▶ **Problem**:
Copy out, from the data below, each line in which the word "PeriodReport" occurs.

(Stored items)
------------------------------------------------
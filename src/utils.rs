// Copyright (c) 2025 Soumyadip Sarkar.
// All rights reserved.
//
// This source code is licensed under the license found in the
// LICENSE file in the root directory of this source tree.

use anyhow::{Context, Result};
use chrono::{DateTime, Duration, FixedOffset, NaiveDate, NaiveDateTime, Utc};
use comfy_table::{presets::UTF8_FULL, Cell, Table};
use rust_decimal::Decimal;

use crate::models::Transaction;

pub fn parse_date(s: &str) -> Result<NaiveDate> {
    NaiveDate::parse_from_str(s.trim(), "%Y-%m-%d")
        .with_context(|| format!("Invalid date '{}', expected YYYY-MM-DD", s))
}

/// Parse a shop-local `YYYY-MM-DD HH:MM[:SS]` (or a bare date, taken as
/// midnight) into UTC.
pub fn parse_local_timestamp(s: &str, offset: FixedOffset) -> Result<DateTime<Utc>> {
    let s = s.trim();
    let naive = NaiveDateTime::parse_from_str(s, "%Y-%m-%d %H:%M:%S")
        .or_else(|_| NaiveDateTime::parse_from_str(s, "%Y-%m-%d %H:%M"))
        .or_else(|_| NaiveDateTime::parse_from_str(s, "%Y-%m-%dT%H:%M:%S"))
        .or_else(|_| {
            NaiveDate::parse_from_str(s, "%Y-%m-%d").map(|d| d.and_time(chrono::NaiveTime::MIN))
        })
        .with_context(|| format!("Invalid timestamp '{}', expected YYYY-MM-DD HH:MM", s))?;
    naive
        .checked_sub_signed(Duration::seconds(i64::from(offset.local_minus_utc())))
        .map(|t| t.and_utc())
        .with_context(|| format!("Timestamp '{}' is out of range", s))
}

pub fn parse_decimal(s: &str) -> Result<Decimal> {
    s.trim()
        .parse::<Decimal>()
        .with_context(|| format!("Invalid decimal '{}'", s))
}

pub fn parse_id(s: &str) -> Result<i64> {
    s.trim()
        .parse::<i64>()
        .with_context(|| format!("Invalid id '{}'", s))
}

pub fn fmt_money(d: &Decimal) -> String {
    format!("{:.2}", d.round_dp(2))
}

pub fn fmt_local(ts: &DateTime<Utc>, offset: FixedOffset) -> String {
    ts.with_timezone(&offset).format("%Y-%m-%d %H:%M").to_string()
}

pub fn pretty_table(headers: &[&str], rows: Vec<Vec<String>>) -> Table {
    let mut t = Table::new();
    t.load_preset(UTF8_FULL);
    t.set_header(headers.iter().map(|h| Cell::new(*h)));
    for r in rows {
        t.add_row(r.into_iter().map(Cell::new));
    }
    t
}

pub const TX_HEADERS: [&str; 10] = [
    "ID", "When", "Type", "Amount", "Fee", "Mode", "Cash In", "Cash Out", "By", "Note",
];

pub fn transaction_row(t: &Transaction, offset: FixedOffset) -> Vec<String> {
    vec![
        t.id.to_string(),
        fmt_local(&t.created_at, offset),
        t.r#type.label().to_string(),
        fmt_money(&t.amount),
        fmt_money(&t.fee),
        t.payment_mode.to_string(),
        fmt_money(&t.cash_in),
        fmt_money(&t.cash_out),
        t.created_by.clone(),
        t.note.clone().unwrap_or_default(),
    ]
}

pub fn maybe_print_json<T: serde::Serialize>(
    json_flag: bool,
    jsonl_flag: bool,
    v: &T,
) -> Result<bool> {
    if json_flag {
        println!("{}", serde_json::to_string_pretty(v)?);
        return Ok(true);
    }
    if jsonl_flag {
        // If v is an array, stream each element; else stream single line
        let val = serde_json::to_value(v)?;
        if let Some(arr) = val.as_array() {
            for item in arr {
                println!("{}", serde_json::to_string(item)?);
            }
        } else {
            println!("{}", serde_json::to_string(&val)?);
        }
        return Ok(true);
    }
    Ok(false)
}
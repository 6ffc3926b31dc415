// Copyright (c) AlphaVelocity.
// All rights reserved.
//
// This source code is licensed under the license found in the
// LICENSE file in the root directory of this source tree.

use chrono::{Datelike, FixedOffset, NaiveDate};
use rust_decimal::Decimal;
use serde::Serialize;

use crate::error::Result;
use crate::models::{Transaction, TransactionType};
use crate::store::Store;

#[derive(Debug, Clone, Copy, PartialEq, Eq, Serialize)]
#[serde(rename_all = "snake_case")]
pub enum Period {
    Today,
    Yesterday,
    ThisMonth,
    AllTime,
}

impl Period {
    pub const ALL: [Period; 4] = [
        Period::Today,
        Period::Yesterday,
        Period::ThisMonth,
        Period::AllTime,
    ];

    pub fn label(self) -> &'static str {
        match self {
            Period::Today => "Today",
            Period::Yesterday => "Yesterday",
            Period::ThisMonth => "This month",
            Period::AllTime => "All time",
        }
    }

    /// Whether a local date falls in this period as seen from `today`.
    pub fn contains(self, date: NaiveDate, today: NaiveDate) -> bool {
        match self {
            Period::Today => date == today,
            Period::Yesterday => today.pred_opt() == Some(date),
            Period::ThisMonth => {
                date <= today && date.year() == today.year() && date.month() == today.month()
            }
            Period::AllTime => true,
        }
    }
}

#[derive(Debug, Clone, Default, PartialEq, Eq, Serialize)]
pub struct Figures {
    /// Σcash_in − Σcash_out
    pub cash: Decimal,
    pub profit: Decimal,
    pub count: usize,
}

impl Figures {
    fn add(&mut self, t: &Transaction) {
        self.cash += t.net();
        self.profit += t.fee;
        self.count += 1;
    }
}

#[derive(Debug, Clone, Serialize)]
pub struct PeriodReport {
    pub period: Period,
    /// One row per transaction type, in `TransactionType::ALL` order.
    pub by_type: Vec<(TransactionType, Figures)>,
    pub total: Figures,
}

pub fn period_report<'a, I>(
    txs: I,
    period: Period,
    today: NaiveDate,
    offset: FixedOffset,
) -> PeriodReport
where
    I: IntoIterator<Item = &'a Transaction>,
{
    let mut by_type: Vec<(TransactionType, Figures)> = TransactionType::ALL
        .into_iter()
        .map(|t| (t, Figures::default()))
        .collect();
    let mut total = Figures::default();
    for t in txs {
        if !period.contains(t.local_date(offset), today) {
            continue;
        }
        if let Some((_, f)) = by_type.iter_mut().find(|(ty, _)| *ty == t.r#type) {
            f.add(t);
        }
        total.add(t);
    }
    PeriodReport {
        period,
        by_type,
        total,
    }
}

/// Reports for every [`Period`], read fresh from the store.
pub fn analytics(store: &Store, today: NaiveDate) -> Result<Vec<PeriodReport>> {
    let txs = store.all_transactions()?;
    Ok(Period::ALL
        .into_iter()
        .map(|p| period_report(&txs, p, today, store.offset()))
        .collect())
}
------------------------------------------------
▶ **Solved exercise**:
pub struct PeriodReport {
) -> PeriodReport
    PeriodReport {
pub fn analytics(store: &Store, today: NaiveDate) -> Result<Vec<PeriodReport>> {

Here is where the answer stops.